ABOUT THIS EXERCISE: Below are some entries. Count how many of their lines include "custom", then give that number only.

Records from a collection:
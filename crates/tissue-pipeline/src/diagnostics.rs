//! Comparison diagnostics: per-variant stage timings and mask sizes.
//!
//! The library does not read the system clock itself; callers pass a
//! [`Clock`] so timing works the same on any platform and tests can use
//! a fake. Durations serialize as fractional seconds.

use std::time::Duration;

use serde::{Deserialize, Serialize};

use crate::compare::{AdvancedSource, Variant};

/// Monotonic time source.
pub trait Clock {
    /// Opaque timestamp.
    type Instant;

    /// Current timestamp.
    fn now(&self) -> Self::Instant;

    /// Time elapsed since `since`.
    fn elapsed(&self, since: &Self::Instant) -> Duration;
}

/// Clock that always reports zero elapsed time.
#[derive(Debug, Clone, Copy, Default)]
pub struct NullClock;

impl Clock for NullClock {
    type Instant = ();

    fn now(&self) -> Self::Instant {}

    fn elapsed(&self, _since: &Self::Instant) -> Duration {
        Duration::ZERO
    }
}

/// `Duration` as an `f64` number of seconds.
mod duration_serde {
    use std::time::Duration;

    use serde::{Deserialize, Deserializer, Serialize, Serializer};

    pub fn serialize<S: Serializer>(duration: &Duration, serializer: S) -> Result<S::Ok, S::Error> {
        duration.as_secs_f64().serialize(serializer)
    }

    pub fn deserialize<'de, D: Deserializer<'de>>(deserializer: D) -> Result<Duration, D::Error> {
        let secs = f64::deserialize(deserializer)?;
        Duration::try_from_secs_f64(secs)
            .map_err(|_| serde::de::Error::custom("duration must be finite and non-negative"))
    }
}

/// `Option<Duration>` as a nullable number of seconds.
mod optional_duration_serde {
    use std::time::Duration;

    use serde::{Deserialize, Deserializer, Serialize, Serializer};

    #[allow(clippy::ref_option)]
    pub fn serialize<S: Serializer>(
        duration: &Option<Duration>,
        serializer: S,
    ) -> Result<S::Ok, S::Error> {
        duration.map(|d| d.as_secs_f64()).serialize(serializer)
    }

    pub fn deserialize<'de, D: Deserializer<'de>>(
        deserializer: D,
    ) -> Result<Option<Duration>, D::Error> {
        Option::<f64>::deserialize(deserializer)?
            .map(|secs| {
                Duration::try_from_secs_f64(secs).map_err(|_| {
                    serde::de::Error::custom("duration must be finite and non-negative")
                })
            })
            .transpose()
    }
}

/// Timings and mask sizes for one variant.
#[derive(Debug, Clone, PartialEq, Serialize, Deserialize)]
pub struct VariantDiagnostics {
    /// Which variant these numbers describe.
    pub variant: Variant,
    /// Visualization denoising.
    #[serde(with = "duration_serde")]
    pub denoise: Duration,
    /// Scalar-field smoothing.
    #[serde(with = "duration_serde")]
    pub smoothing: Duration,
    /// Segmentation.
    #[serde(with = "duration_serde")]
    pub segmentation: Duration,
    /// Overlay rendering.
    #[serde(with = "duration_serde")]
    pub overlay: Duration,
    /// Fat pixels.
    pub fat_pixels: usize,
    /// Muscle / tendon pixels.
    pub muscle_pixels: usize,
    /// Bone pixels.
    pub bone_pixels: usize,
}

impl VariantDiagnostics {
    /// Sum of the stage durations.
    #[must_use]
    pub fn total(&self) -> Duration {
        self.denoise + self.smoothing + self.segmentation + self.overlay
    }
}

/// Diagnostics for one comparison run.
#[derive(Debug, Clone, PartialEq, Serialize, Deserialize)]
pub struct ComparisonDiagnostics {
    /// Slice width in pixels.
    pub width: u32,
    /// Slice height in pixels.
    pub height: u32,
    /// Windowing of the raw field.
    #[serde(with = "duration_serde")]
    pub windowing: Duration,
    /// Raw, classical and advanced, in that order.
    pub variants: Vec<VariantDiagnostics>,
    /// Statistics on the raw variant.
    #[serde(with = "duration_serde")]
    pub statistics: Duration,
    /// Denoiser behind the advanced variant.
    pub advanced_source: AdvancedSource,
    /// Non-local means baseline (denoise plus overlay), when one was made.
    #[serde(default, with = "optional_duration_serde")]
    pub nl_means_baseline: Option<Duration>,
    /// Wall-clock duration of the whole comparison.
    #[serde(with = "duration_serde")]
    pub total_duration: Duration,
}

impl ComparisonDiagnostics {
    /// Multi-line summary: run header, then one timing row per variant.
    #[must_use]
    pub fn report(&self) -> String {
        let mut lines = Vec::new();

        lines.push(format!("Comparison Diagnostics\n{}", "=".repeat(60)));
        lines.push(format!(
            "Slice: {}x{}  |  Advanced: {}",
            self.width, self.height, self.advanced_source
        ));
        lines.push(format!(
            "Total duration: {:.3}ms (windowing {:.3}ms, statistics {:.3}ms)",
            duration_ms(self.total_duration),
            duration_ms(self.windowing),
            duration_ms(self.statistics),
        ));
        if let Some(baseline) = self.nl_means_baseline {
            lines.push(format!(
                "NL-means baseline: {:.3}ms",
                duration_ms(baseline)
            ));
        }
        lines.push(String::new());

        lines.push(format!(
            "{:<10} {:>10} {:>10} {:>10} {:>10} {:>8} {:>8} {:>8}",
            "Variant", "Denoise", "Smooth", "Segment", "Overlay", "Fat", "Muscle", "Bone"
        ));
        lines.push("-".repeat(80));
        for v in &self.variants {
            lines.push(format!(
                "{:<10} {:>8.3}ms {:>8.3}ms {:>8.3}ms {:>8.3}ms {:>8} {:>8} {:>8}",
                v.variant.to_string(),
                duration_ms(v.denoise),
                duration_ms(v.smoothing),
                duration_ms(v.segmentation),
                duration_ms(v.overlay),
                v.fat_pixels,
                v.muscle_pixels,
                v.bone_pixels,
            ));
        }

        lines.join("\n")
    }
}

fn duration_ms(d: Duration) -> f64 {
    d.as_secs_f64() * 1e3
}

#[cfg(test)]
#[allow(clippy::unwrap_used)]
mod tests {
    use super::*;

    fn sample() -> ComparisonDiagnostics {
        ComparisonDiagnostics {
            width: 64,
            height: 32,
            windowing: Duration::from_micros(250),
            variants: vec![VariantDiagnostics {
                variant: Variant::Classical,
                denoise: Duration::from_millis(2),
                smoothing: Duration::from_millis(1),
                segmentation: Duration::from_millis(5),
                overlay: Duration::from_millis(3),
                fat_pixels: 10,
                muscle_pixels: 20,
                bone_pixels: 30,
            }],
            statistics: Duration::from_micros(100),
            advanced_source: AdvancedSource::NonLocalMeans,
            nl_means_baseline: None,
            total_duration: Duration::from_millis(12),
        }
    }

    #[test]
    fn duration_ms_converts_correctly() {
        assert!((duration_ms(Duration::from_micros(1500)) - 1.5).abs() < 1e-9);
    }

    #[test]
    fn variant_total_sums_stages() {
        assert_eq!(sample().variants[0].total(), Duration::from_millis(11));
    }

    #[test]
    fn report_mentions_variants_and_source() {
        let report = sample().report();
        assert!(report.contains("64x32"));
        assert!(report.contains("Classical"));
        assert!(report.contains("NL-means"));
        assert!(report.contains("12.000ms"));
    }

    #[test]
    fn json_round_trip() {
        let diag = sample();
        let json = serde_json::to_string(&diag).unwrap();
        assert!(json.contains("\"total_duration\":0.012"));
        let back: ComparisonDiagnostics = serde_json::from_str(&json).unwrap();
        assert_eq!(back.variants[0].fat_pixels, 10);
        assert_eq!(back.advanced_source, diag.advanced_source);
        let drift = back.total_duration.abs_diff(diag.total_duration);
        assert!(drift < Duration::from_micros(1), "drift {drift:?}");
    }

    #[test]
    fn baseline_timing_is_optional() {
        let json = serde_json::to_string(&sample()).unwrap();
        assert!(json.contains("\"nl_means_baseline\":null"));
        assert!(!sample().report().contains("baseline"));

        let mut diag = sample();
        diag.nl_means_baseline = Some(Duration::from_millis(4));
        assert!(diag.report().contains("NL-means baseline: 4.000ms"));
        let back: ComparisonDiagnostics =
            serde_json::from_str(&serde_json::to_string(&diag).unwrap()).unwrap();
        assert!(back.nl_means_baseline.is_some());

        let legacy = json.replace("\"nl_means_baseline\":null,", "");
        let parsed: ComparisonDiagnostics = serde_json::from_str(&legacy).unwrap();
        assert!(parsed.nl_means_baseline.is_none());
    }

    #[test]
    fn negative_duration_is_rejected() {
        let json = serde_json::to_string(&sample())
            .unwrap()
            .replace("\"total_duration\":0.012", "\"total_duration\":-1.0");
        assert!(serde_json::from_str::<ComparisonDiagnostics>(&json).is_err());
    }

    #[test]
    fn null_clock_reports_zero() {
        let clock = NullClock;
        assert_eq!(clock.elapsed(&clock.now()), Duration::ZERO);
    }
}
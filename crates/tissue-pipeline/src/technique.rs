//! Technique gallery: the intermediate images that illustrate each
//! classical operator on the visualization image.
//!
//! None of these feed the segmentation; they are exported next to the
//! comparison so a reader can see what smoothing, edge detection and
//! grayscale morphology do to the slice.

use imageproc::morphology::{Mask, grayscale_dilate, grayscale_erode};
use serde::{Deserialize, Serialize};

use crate::blur;
use crate::canny;
use crate::types::{PipelineError, VisualizationImage};

/// Gallery operator parameters.
#[derive(Debug, Clone, PartialEq, Serialize, Deserialize)]
#[serde(default)]
pub struct TechniqueConfig {
    /// Gaussian sigma applied before edge detection.
    pub blur_sigma: f32,
    /// Canny low threshold.
    pub canny_low: f32,
    /// Canny high threshold.
    pub canny_high: f32,
    /// Radius of the square used for erosion and dilation (5x5 at 2).
    pub square_radius: u8,
    /// Radius of the disc used for top-hat and black-hat (15x15 at 7).
    pub hat_radius: u8,
}

impl Default for TechniqueConfig {
    fn default() -> Self {
        Self {
            blur_sigma: 1.0,
            canny_low: 50.0,
            canny_high: 150.0,
            square_radius: 2,
            hat_radius: 7,
        }
    }
}

/// The gallery images, each the size of the input.
#[derive(Debug, Clone, PartialEq, Eq)]
pub struct TechniqueGallery {
    /// Gaussian-smoothed image.
    pub gaussian: VisualizationImage,
    /// Canny edges of the smoothed image.
    pub edges: VisualizationImage,
    /// Grayscale erosion.
    pub eroded: VisualizationImage,
    /// Grayscale dilation.
    pub dilated: VisualizationImage,
    /// White top-hat: image minus its opening. Small bright detail.
    pub top_hat: VisualizationImage,
    /// Black top-hat: closing minus image. Small dark detail.
    pub black_hat: VisualizationImage,
}

impl TechniqueGallery {
    /// Build every gallery image from `image`.
    ///
    /// # Errors
    ///
    /// Returns [`PipelineError::InvalidInput`] for an empty image.
    pub fn build(
        image: &VisualizationImage,
        config: &TechniqueConfig,
    ) -> Result<Self, PipelineError> {
        if image.width() == 0 || image.height() == 0 {
            return Err(PipelineError::InvalidInput(
                "gallery input is empty".to_string(),
            ));
        }

        let gaussian = blur::gaussian_blur(image, config.blur_sigma);
        let edges = canny::canny(&gaussian, config.canny_low, config.canny_high);

        let square = Mask::square(config.square_radius);
        let eroded = grayscale_erode(image, &square);
        let dilated = grayscale_dilate(image, &square);

        let disc = Mask::disk(config.hat_radius);
        let opened = grayscale_dilate(&grayscale_erode(image, &disc), &disc);
        let closed = grayscale_erode(&grayscale_dilate(image, &disc), &disc);

        Ok(Self {
            gaussian,
            edges,
            eroded,
            dilated,
            top_hat: saturating_difference(image, &opened),
            black_hat: saturating_difference(&closed, image),
        })
    }

    /// `(file stem, image)` pairs in a stable order.
    #[must_use]
    pub fn named(&self) -> [(&'static str, &VisualizationImage); 6] {
        [
            ("gaussian", &self.gaussian),
            ("canny", &self.edges),
            ("erosion", &self.eroded),
            ("dilation", &self.dilated),
            ("tophat", &self.top_hat),
            ("blackhat", &self.black_hat),
        ]
    }
}

fn saturating_difference(a: &VisualizationImage, b: &VisualizationImage) -> VisualizationImage {
    VisualizationImage::from_fn(a.width(), a.height(), |x, y| {
        image::Luma([a.get_pixel(x, y).0[0].saturating_sub(b.get_pixel(x, y).0[0])])
    })
}

#[cfg(test)]
#[allow(clippy::unwrap_used)]
mod tests {
    use super::*;
    use image::Luma;

    /// Mid-gray background with one bright and one dark pixel.
    fn specks() -> VisualizationImage {
        VisualizationImage::from_fn(21, 21, |x, y| match (x, y) {
            (5, 5) => Luma([250]),
            (15, 15) => Luma([10]),
            _ => Luma([128]),
        })
    }

    #[test]
    fn all_images_match_input_size() {
        let gallery = TechniqueGallery::build(&specks(), &TechniqueConfig::default()).unwrap();
        for (name, img) in gallery.named() {
            assert_eq!(img.dimensions(), (21, 21), "{name}");
        }
    }

    #[test]
    fn erosion_removes_bright_speck_and_dilation_spreads_it() {
        let gallery = TechniqueGallery::build(&specks(), &TechniqueConfig::default()).unwrap();
        assert_eq!(gallery.eroded.get_pixel(5, 5).0[0], 128);
        assert_eq!(gallery.dilated.get_pixel(7, 7).0[0], 250);
        assert_eq!(gallery.eroded.get_pixel(13, 13).0[0], 10);
    }

    #[test]
    fn hats_isolate_small_details() {
        let gallery = TechniqueGallery::build(&specks(), &TechniqueConfig::default()).unwrap();
        assert_eq!(gallery.top_hat.get_pixel(5, 5).0[0], 250 - 128);
        assert_eq!(gallery.top_hat.get_pixel(0, 0).0[0], 0);
        assert_eq!(gallery.black_hat.get_pixel(15, 15).0[0], 128 - 10);
        assert_eq!(gallery.black_hat.get_pixel(5, 5).0[0], 0);
    }

    #[test]
    fn uniform_image_has_no_edges() {
        let img = VisualizationImage::from_pixel(10, 10, Luma([90]));
        let gallery = TechniqueGallery::build(&img, &TechniqueConfig::default()).unwrap();
        assert!(gallery.edges.pixels().all(|p| p.0[0] == 0));
    }

    #[test]
    fn empty_input_is_rejected() {
        let err = TechniqueGallery::build(&VisualizationImage::new(0, 3), &TechniqueConfig::default())
            .unwrap_err();
        assert!(matches!(err, PipelineError::InvalidInput(_)));
    }
}
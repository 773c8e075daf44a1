//! Slice loading: turn files on disk into calibrated scalar fields.
//!
//! Two formats are supported:
//!
//! - grayscale PNG (8- or 16-bit), whose code range is mapped linearly
//!   onto `[min_value, max_value]`;
//! - headerless little-endian `f32`, row-major, with dimensions given on
//!   the command line.

use image::DynamicImage;
use tissue_pipeline::{PipelineError, ScalarField};

/// Errors raised while loading a slice.
#[derive(Debug, thiserror::Error)]
pub enum LoadError {
    /// The PNG could not be decoded.
    #[error("failed to decode image: {0}")]
    Decode(#[from] image::ImageError),

    /// A raw file has the wrong number of bytes for its dimensions.
    #[error("raw slice of {width}x{height} needs {expected} bytes, got {actual}")]
    RawLength {
        /// Declared width.
        width: u32,
        /// Declared height.
        height: u32,
        /// `width * height * 4`.
        expected: usize,
        /// File size.
        actual: usize,
    },

    /// The calibration bounds are unusable.
    #[error("calibration range [{min}, {max}] is empty or not finite")]
    Calibration {
        /// Lower bound.
        min: f32,
        /// Upper bound.
        max: f32,
    },

    /// The decoded values do not form a valid field.
    #[error(transparent)]
    Field(#[from] PipelineError),
}

/// Decode a grayscale PNG and map its codes onto `[min_value, max_value]`.
///
/// 16-bit images use the full `0..=65535` code range, 8-bit images
/// `0..=255`. Color images are converted to luma first.
///
/// # Errors
///
/// Returns [`LoadError::Decode`] for undecodable data and
/// [`LoadError::Calibration`] for an empty or non-finite range.
pub fn field_from_png(bytes: &[u8], min_value: f32, max_value: f32) -> Result<ScalarField, LoadError> {
    if !(min_value.is_finite() && max_value.is_finite() && min_value < max_value) {
        return Err(LoadError::Calibration {
            min: min_value,
            max: max_value,
        });
    }
    let span = max_value - min_value;
    let image = image::load_from_memory(bytes)?;

    let field = match image {
        DynamicImage::ImageLuma8(gray) => ScalarField::from_fn(gray.width(), gray.height(), |x, y| {
            f32::from(gray.get_pixel(x, y).0[0]) / f32::from(u8::MAX) * span + min_value
        })?,
        other => {
            let gray = other.into_luma16();
            ScalarField::from_fn(gray.width(), gray.height(), |x, y| {
                f32::from(gray.get_pixel(x, y).0[0]) / f32::from(u16::MAX) * span + min_value
            })?
        }
    };
    Ok(field)
}

/// Interpret `bytes` as a row-major little-endian `f32` grid.
///
/// # Errors
///
/// Returns [`LoadError::RawLength`] if the byte count does not match the
/// dimensions and [`LoadError::Field`] for zero area or non-finite values.
pub fn field_from_raw(bytes: &[u8], width: u32, height: u32) -> Result<ScalarField, LoadError> {
    let expected = width as usize * height as usize * 4;
    if bytes.len() != expected {
        return Err(LoadError::RawLength {
            width,
            height,
            expected,
            actual: bytes.len(),
        });
    }
    let values = bytes
        .chunks_exact(4)
        .map(|c| f32::from_le_bytes([c[0], c[1], c[2], c[3]]))
        .collect();
    Ok(ScalarField::from_raw(width, height, values)?)
}

/// Parse a `WIDTHxHEIGHT` dimension string.
///
/// # Errors
///
/// Returns a message suitable for `clap` if the string is malformed or
/// either side is zero.
pub fn parse_dimensions(s: &str) -> Result<(u32, u32), String> {
    let (w, h) = s
        .split_once(['x', 'X'])
        .ok_or_else(|| format!("expected WIDTHxHEIGHT, got {s:?}"))?;
    let parse = |v: &str| {
        v.trim()
            .parse::<u32>()
            .ok()
            .filter(|&n| n > 0)
            .ok_or_else(|| format!("invalid dimension {v:?} in {s:?}"))
    };
    Ok((parse(w)?, parse(h)?))
}
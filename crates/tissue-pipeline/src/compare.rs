//! Side-by-side comparison of three denoising strategies on one slice.
//!
//! For each variant the pipeline produces a denoised visualization image
//! and a matching smoothed scalar field, segments the field, and paints
//! the masks over the image:
//!
//! | Variant   | Visualization               | Scalar field               |
//! |-----------|-----------------------------|----------------------------|
//! | Raw       | windowed field              | unchanged                  |
//! | Classical | Gaussian blur               | Gaussian, classical sigma  |
//! | Advanced  | residual model or NL-means  | Gaussian, advanced sigma   |
//!
//! The advanced field is a generic smoothing proxy; it is not derived
//! from whichever denoiser produced the advanced visualization.
//!
//! Statistics are computed once, from the raw field under the raw masks.
//! A missing or failing residual model never fails the comparison: the
//! advanced variant silently switches to non-local means and
//! [`ComparisonResult::advanced_source`] records the substitution. When the
//! model does run, non-local means is still produced as a separate
//! baseline, painted with the classical masks.

use std::fmt;

use log::{debug, warn};
use serde::{Deserialize, Serialize};

use crate::blur::gaussian_blur_field;
use crate::denoise::DenoiseConfig;
use crate::diagnostics::{Clock, ComparisonDiagnostics, NullClock, VariantDiagnostics};
use crate::overlay;
use crate::residual::ResidualDenoiser;
use crate::segment::TissueSegmenter;
use crate::stats::SliceStatistics;
use crate::types::{
    ColorImage, PipelineConfig, PipelineError, ScalarField, TissueMaskSet, VisualizationImage,
};

/// One of the three compared denoising strategies.
#[derive(Debug, Clone, Copy, PartialEq, Eq, Hash, Serialize, Deserialize)]
pub enum Variant {
    /// No denoising.
    Raw,
    /// Linear Gaussian smoothing.
    Classical,
    /// Learned residual denoising, or non-local means as a fallback.
    Advanced,
}

impl Variant {
    /// All variants in comparison order.
    pub const ALL: [Self; 3] = [Self::Raw, Self::Classical, Self::Advanced];

    /// Lower-case label for file names.
    #[must_use]
    pub const fn label(self) -> &'static str {
        match self {
            Self::Raw => "raw",
            Self::Classical => "classical",
            Self::Advanced => "advanced",
        }
    }
}

impl fmt::Display for Variant {
    fn fmt(&self, f: &mut fmt::Formatter<'_>) -> fmt::Result {
        match self {
            Self::Raw => f.write_str("Raw"),
            Self::Classical => f.write_str("Classical"),
            Self::Advanced => f.write_str("Advanced"),
        }
    }
}

/// Which denoiser produced the advanced visualization image.
#[derive(Debug, Clone, Copy, PartialEq, Eq, Serialize, Deserialize)]
pub enum AdvancedSource {
    /// The residual model ran successfully.
    ResidualModel,
    /// No model was available or inference failed.
    NonLocalMeans,
}

impl fmt::Display for AdvancedSource {
    fn fmt(&self, f: &mut fmt::Formatter<'_>) -> fmt::Result {
        match self {
            Self::ResidualModel => f.write_str("residual model"),
            Self::NonLocalMeans => f.write_str("NL-means"),
        }
    }
}

/// Everything produced for one variant.
#[derive(Debug, Clone, PartialEq)]
pub struct VariantResult {
    /// Which variant this is.
    pub variant: Variant,
    /// Denoised 8-bit image.
    pub visualization: VisualizationImage,
    /// Smoothed scalar field that was segmented.
    pub field: ScalarField,
    /// Disjoint tissue masks.
    pub masks: TissueMaskSet,
    /// Masks painted over `visualization`.
    pub overlay: ColorImage,
}

/// Non-local means output kept next to a residual-model advanced variant.
///
/// It has no scalar field of its own; the overlay uses the classical
/// variant's masks.
#[derive(Debug, Clone, PartialEq)]
pub struct NlMeansBaseline {
    /// Non-local means denoised 8-bit image.
    pub visualization: VisualizationImage,
    /// Classical masks painted over `visualization`.
    pub overlay: ColorImage,
}

/// Complete comparison for one slice.
#[derive(Debug, Clone, PartialEq)]
pub struct ComparisonResult {
    /// Raw, classical and advanced, in that order.
    pub variants: [VariantResult; 3],
    /// Statistics of the raw field under the raw masks.
    pub statistics: SliceStatistics,
    /// Denoiser behind the advanced variant.
    pub advanced_source: AdvancedSource,
    /// Present only when `advanced_source` is
    /// [`AdvancedSource::ResidualModel`]; otherwise the advanced variant
    /// already is the non-local means result.
    pub nl_means_baseline: Option<NlMeansBaseline>,
}

impl ComparisonResult {
    /// Result for `variant`.
    #[must_use]
    pub const fn get(&self, variant: Variant) -> &VariantResult {
        match variant {
            Variant::Raw => &self.variants[0],
            Variant::Classical => &self.variants[1],
            Variant::Advanced => &self.variants[2],
        }
    }
}

/// Run the comparison.
///
/// `denoiser` is the residual model for the advanced variant; pass `None`
/// (e.g. from [`ResidualDenoiser::load_or_warn`]) to use non-local means.
///
/// # Errors
///
/// Returns [`PipelineError::InvalidConfig`] if `config` does not
/// validate. Model failures are never returned.
pub fn compare(
    field: &ScalarField,
    config: &PipelineConfig,
    denoiser: Option<&ResidualDenoiser>,
) -> Result<ComparisonResult, PipelineError> {
    compare_with_diagnostics(field, config, denoiser, &NullClock).map(|(result, _)| result)
}

/// Run the comparison and time every stage with `clock`.
///
/// # Errors
///
/// See [`compare`].
pub fn compare_with_diagnostics<C: Clock>(
    field: &ScalarField,
    config: &PipelineConfig,
    denoiser: Option<&ResidualDenoiser>,
    clock: &C,
) -> Result<(ComparisonResult, ComparisonDiagnostics), PipelineError> {
    config.validate()?;
    let run_start = clock.now();

    let start = clock.now();
    let visualization = config.window.apply(field);
    let windowing = clock.elapsed(&start);

    let segmenter = TissueSegmenter::new(config.segmentation.clone());
    let mut advanced_source = AdvancedSource::NonLocalMeans;
    let mut results = Vec::with_capacity(Variant::ALL.len());
    let mut timings = Vec::with_capacity(Variant::ALL.len());

    for variant in Variant::ALL {
        debug!("processing {variant} variant");

        let start = clock.now();
        let denoised = match variant {
            Variant::Raw => visualization.clone(),
            Variant::Classical => config.denoise.gaussian().denoise(&visualization)?,
            Variant::Advanced => {
                let (image, source) = denoise_advanced(&visualization, denoiser, &config.denoise)?;
                advanced_source = source;
                image
            }
        };
        let denoise = clock.elapsed(&start);

        let start = clock.now();
        let smoothed = smooth_field(field, variant, &config.denoise)?;
        let smoothing = clock.elapsed(&start);

        let start = clock.now();
        let masks = segmenter.segment(&smoothed)?;
        let segmentation = clock.elapsed(&start);

        let start = clock.now();
        let painted = overlay::render(&denoised, &masks, &config.overlay)?;
        let overlay_time = clock.elapsed(&start);

        timings.push(VariantDiagnostics {
            variant,
            denoise,
            smoothing,
            segmentation,
            overlay: overlay_time,
            fat_pixels: masks.fat.count(),
            muscle_pixels: masks.muscle.count(),
            bone_pixels: masks.bone.count(),
        });
        results.push(VariantResult {
            variant,
            visualization: denoised,
            field: smoothed,
            masks,
            overlay: painted,
        });
    }

    let [raw, classical, advanced]: [VariantResult; 3] = results
        .try_into()
        .map_err(|_| PipelineError::InvalidInput("variant count changed".to_string()))?;

    let start = clock.now();
    let nl_means_baseline = match advanced_source {
        AdvancedSource::ResidualModel => {
            let image = config.denoise.non_local_means().denoise(&visualization)?;
            let painted = overlay::render(&image, &classical.masks, &config.overlay)?;
            Some(NlMeansBaseline {
                visualization: image,
                overlay: painted,
            })
        }
        AdvancedSource::NonLocalMeans => None,
    };
    let baseline_time = nl_means_baseline.as_ref().map(|_| clock.elapsed(&start));

    let start = clock.now();
    let statistics = SliceStatistics::compute(field, &raw.masks)?;
    let statistics_time = clock.elapsed(&start);

    let diagnostics = ComparisonDiagnostics {
        width: field.width(),
        height: field.height(),
        windowing,
        variants: timings,
        statistics: statistics_time,
        advanced_source,
        nl_means_baseline: baseline_time,
        total_duration: clock.elapsed(&run_start),
    };

    Ok((
        ComparisonResult {
            variants: [raw, classical, advanced],
            statistics,
            advanced_source,
            nl_means_baseline,
        },
        diagnostics,
    ))
}

/// Scalar field that `variant` segments.
fn smooth_field(
    field: &ScalarField,
    variant: Variant,
    config: &DenoiseConfig,
) -> Result<ScalarField, PipelineError> {
    match variant {
        Variant::Raw => Ok(field.clone()),
        Variant::Classical => {
            gaussian_blur_field(field, config.field_kernel_size, config.classical_field_sigma)
        }
        Variant::Advanced => {
            gaussian_blur_field(field, config.field_kernel_size, config.advanced_field_sigma)
        }
    }
}

/// Residual model output if it succeeds, non-local means otherwise.
fn denoise_advanced(
    image: &VisualizationImage,
    denoiser: Option<&ResidualDenoiser>,
    config: &DenoiseConfig,
) -> Result<(VisualizationImage, AdvancedSource), PipelineError> {
    if let Some(model) = denoiser {
        match model.denoise(image) {
            Ok(clean) => return Ok((clean, AdvancedSource::ResidualModel)),
            Err(e) => warn!(
                "residual model {} failed: {e}; falling back to non-local means",
                model.model_name()
            ),
        }
    }
    let fallback = config.non_local_means().denoise(image)?;
    Ok((fallback, AdvancedSource::NonLocalMeans))
}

ANSWER: 2